Postal de Abril

Retrato de Agostinho Pacheco roubado por aí. Um escrito com um ano, revisto, rescrito e dedicado a quem é das artes e hoje tem ameaçada a sua liberdade de viver.

Os que têm saudades do dia 24.04.1974 são os cães que ladram para defender os donos, mas dormem fora de casa. Ou são os donos. Têm nomes e moradas, rezam um só credo, “amai e multiplicai-vos”, ao capital (g)amado que se reproduz em off-shores. Mas esta não foi a liberdade dos meus sonhos.

Eu cadela de rua, poeta rafeira que se deseja livre, não quero donos. Sou humilde escrava da poesia, que encerra a liberdade prometida na arte de uns homens e mulheres, chegada com o dia que em Grândola amanheceu livre. Uma vila pacata e morena como o país. Onde o povo ordenou a liberdade.

Aos Capitães de Abril a gratidão é profunda. Obrigada Salgueiro Maia pelos sonhos, pela utopia. Pela vontade de ferro em pôr um ponto final na ditadura que comia a vida de um país. Pelo desejo de não venderem barato a vida, em nome de um Estado fascista. Por chamarem a vós o bom senso contra o envio de soldados que morriam numa guerra fratricida, distante, que todos odiavam, por não ter nenhum sentido. Por todos os soldados que regressavam na mente perdidos, com traumas nunca cuidados.

O tempo ao qual nunca quererei regressar, e do qual muitos têm saudades era o tempo em que as mulheres não podiam votar.

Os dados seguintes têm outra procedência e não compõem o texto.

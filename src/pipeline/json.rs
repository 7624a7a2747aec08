//! Pull a JSON object out of free-form model text.
//!
//! Models asked for "JSON only" still wrap answers in prose or code fences
//! now and then. Three strategies are tried in order:
//!
//! 1. the whole (trimmed) text is a JSON object, the normal case when the
//!    provider honoured the JSON response format;
//! 2. the first *balanced* `{ … }` span that parses as an object, scanning
//!    with string/escape awareness so braces inside values do not count;
//! 3. the greedy span from the first `{` to the last `}`, which tolerates a
//!    model that forgets a closing brace inside prose but ends the object.
//!
//! Failures keep the raw text so a misbehaving prompt can be diagnosed.

use crate::error::InvoiceError;
use once_cell::sync::Lazy;
use regex::Regex;
use serde_json::{Map, Value};
use tracing::debug;

static RE_GREEDY_OBJECT: Lazy<Regex> =
    Lazy::new(|| Regex::new(r"(\{[\s\S]*\})").expect("static regex"));

/// Extract and parse the first JSON object embedded in `raw`.
pub fn extract_json_object(raw: &str) -> Result<Map<String, Value>, InvoiceError> {
    let text = raw.trim();

    if let Ok(Value::Object(obj)) = serde_json::from_str::<Value>(text) {
        return Ok(obj);
    }

    for span in balanced_spans(text) {
        if let Ok(Value::Object(obj)) = serde_json::from_str::<Value>(span) {
            debug!("Parsed balanced JSON span of {} bytes", span.len());
            return Ok(obj);
        }
    }

    let greedy = RE_GREEDY_OBJECT
        .captures(text)
        .and_then(|c| c.get(1))
        .map(|m| m.as_str())
        .ok_or_else(|| InvoiceError::NoJsonFound {
            raw: raw.to_string(),
        })?;

    match serde_json::from_str::<Value>(greedy) {
        Ok(Value::Object(obj)) => Ok(obj),
        Ok(other) => Err(InvoiceError::InvalidJson {
            detail: format!("expected an object, found {}", json_type(&other)),
            raw: raw.to_string(),
        }),
        Err(e) => Err(InvoiceError::InvalidJson {
            detail: e.to_string(),
            raw: raw.to_string(),
        }),
    }
}

/// Every top-level balanced `{ … }` span in `text`, left to right.
fn balanced_spans(text: &str) -> Vec<&str> {
    let mut spans = Vec::new();
    let mut from = 0usize;
    while let Some(offset) = text[from..].find('{') {
        let start = from + offset;
        match closing_brace(&text[start..]) {
            Some(end) => {
                spans.push(&text[start..=start + end]);
                from = start + end + 1;
            }
            // Unclosed: the brace was prose, retry from the next one.
            None => from = start + 1,
        }
    }
    spans
}

/// Byte offset of the `}` closing the `{` that starts `text`.
fn closing_brace(text: &str) -> Option<usize> {
    let mut depth = 0usize;
    let mut in_string = false;
    let mut escaped = false;

    for (i, ch) in text.char_indices() {
        if in_string {
            match ch {
                _ if escaped => escaped = false,
                '\\' => escaped = true,
                '"' => in_string = false,
                _ => {}
            }
            continue;
        }
        match ch {
            '"' => in_string = true,
            '{' => depth += 1,
            '}' => {
                depth -= 1;
                if depth == 0 {
                    return Some(i);
                }
            }
            _ => {}
        }
    }
    None
}

fn json_type(v: &Value) -> &'static str {
    match v {
        Value::Null => "null",
        Value::Bool(_) => "a boolean",
        Value::Number(_) => "a number",
        Value::String(_) => "a string",
        Value::Array(_) => "an array",
        Value::Object(_) => "an object",
    }
}

#[cfg(test)]
mod tests {
    use super::*;
    use serde_json::json;

    #[test]
    fn ignores_surrounding_prose() {
        let raw = r#"Here is the result: {"Invoice": {"InvoiceData": {"InvoiceNumber": "abc123"}}} Thanks"#;
        let obj = extract_json_object(raw).unwrap();
        assert_eq!(
            Value::Object(obj),
            json!({"Invoice": {"InvoiceData": {"InvoiceNumber": "abc123"}}})
        );
    }

    #[test]
    fn plain_json_response() {
        let obj = extract_json_object("  {\"quantity\": \"True\"}\n").unwrap();
        assert_eq!(obj["quantity"], "True");
    }

    #[test]
    fn code_fenced_response() {
        let raw = "```json\n{\n  \"purchase_date\": \"False\"\n}\n```";
        let obj = extract_json_object(raw).unwrap();
        assert_eq!(obj["purchase_date"], "False");
    }

    #[test]
    fn braces_inside_strings_do_not_split_spans() {
        let raw = r#"Result {"ProductDescription": "TIRE {SET} 4x }", "Quantity": "4"} done {x}"#;
        let obj = extract_json_object(raw).unwrap();
        assert_eq!(obj["ProductDescription"], "TIRE {SET} 4x }");
    }

    #[test]
    fn first_valid_object_wins_over_later_ones() {
        let raw = r#"{"a": 1} and then {"b": 2}"#;
        let obj = extract_json_object(raw).unwrap();
        assert!(obj.contains_key("a"));
        assert!(!obj.contains_key("b"));
    }

    #[test]
    fn stray_open_brace_in_prose_is_skipped() {
        let obj = extract_json_object(r#"say "{" then {"q":"True"}"#).unwrap();
        assert_eq!(obj["q"], "True");

        let obj = extract_json_object(r#"use { to open, result: {"quantity": "False"}"#).unwrap();
        assert_eq!(obj["quantity"], "False");
    }

    #[test]
    fn no_braces_is_no_json_found() {
        let err = extract_json_object("I could not read the invoice.").unwrap_err();
        match err {
            InvoiceError::NoJsonFound { raw } => assert!(raw.contains("could not read")),
            other => panic!("unexpected error: {other}"),
        }
    }

    #[test]
    fn broken_object_is_invalid_json_with_raw_text() {
        let raw = r#"Sure! {"Invoice": {"InvoiceData": "abc",}}"#;
        let err = extract_json_object(raw).unwrap_err();
        match err {
            InvoiceError::InvalidJson { raw: r, .. } => assert_eq!(r, raw),
            other => panic!("unexpected error: {other}"),
        }
    }
}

Nem viajar sem autorização dos maridos. Ou trabalhar. Parir e cozinhar eram as funções destinadas. Era o tempo da elevada taxa de mortalidade materna e infantil. Era um tempo do pequeno-almoço de aguardente e figos secos, ou vinho com côdeas, de açorda com um raminho de hortelã ao almoço e ao jantar toucinho com pão, acompanhado de uma malga de sopa.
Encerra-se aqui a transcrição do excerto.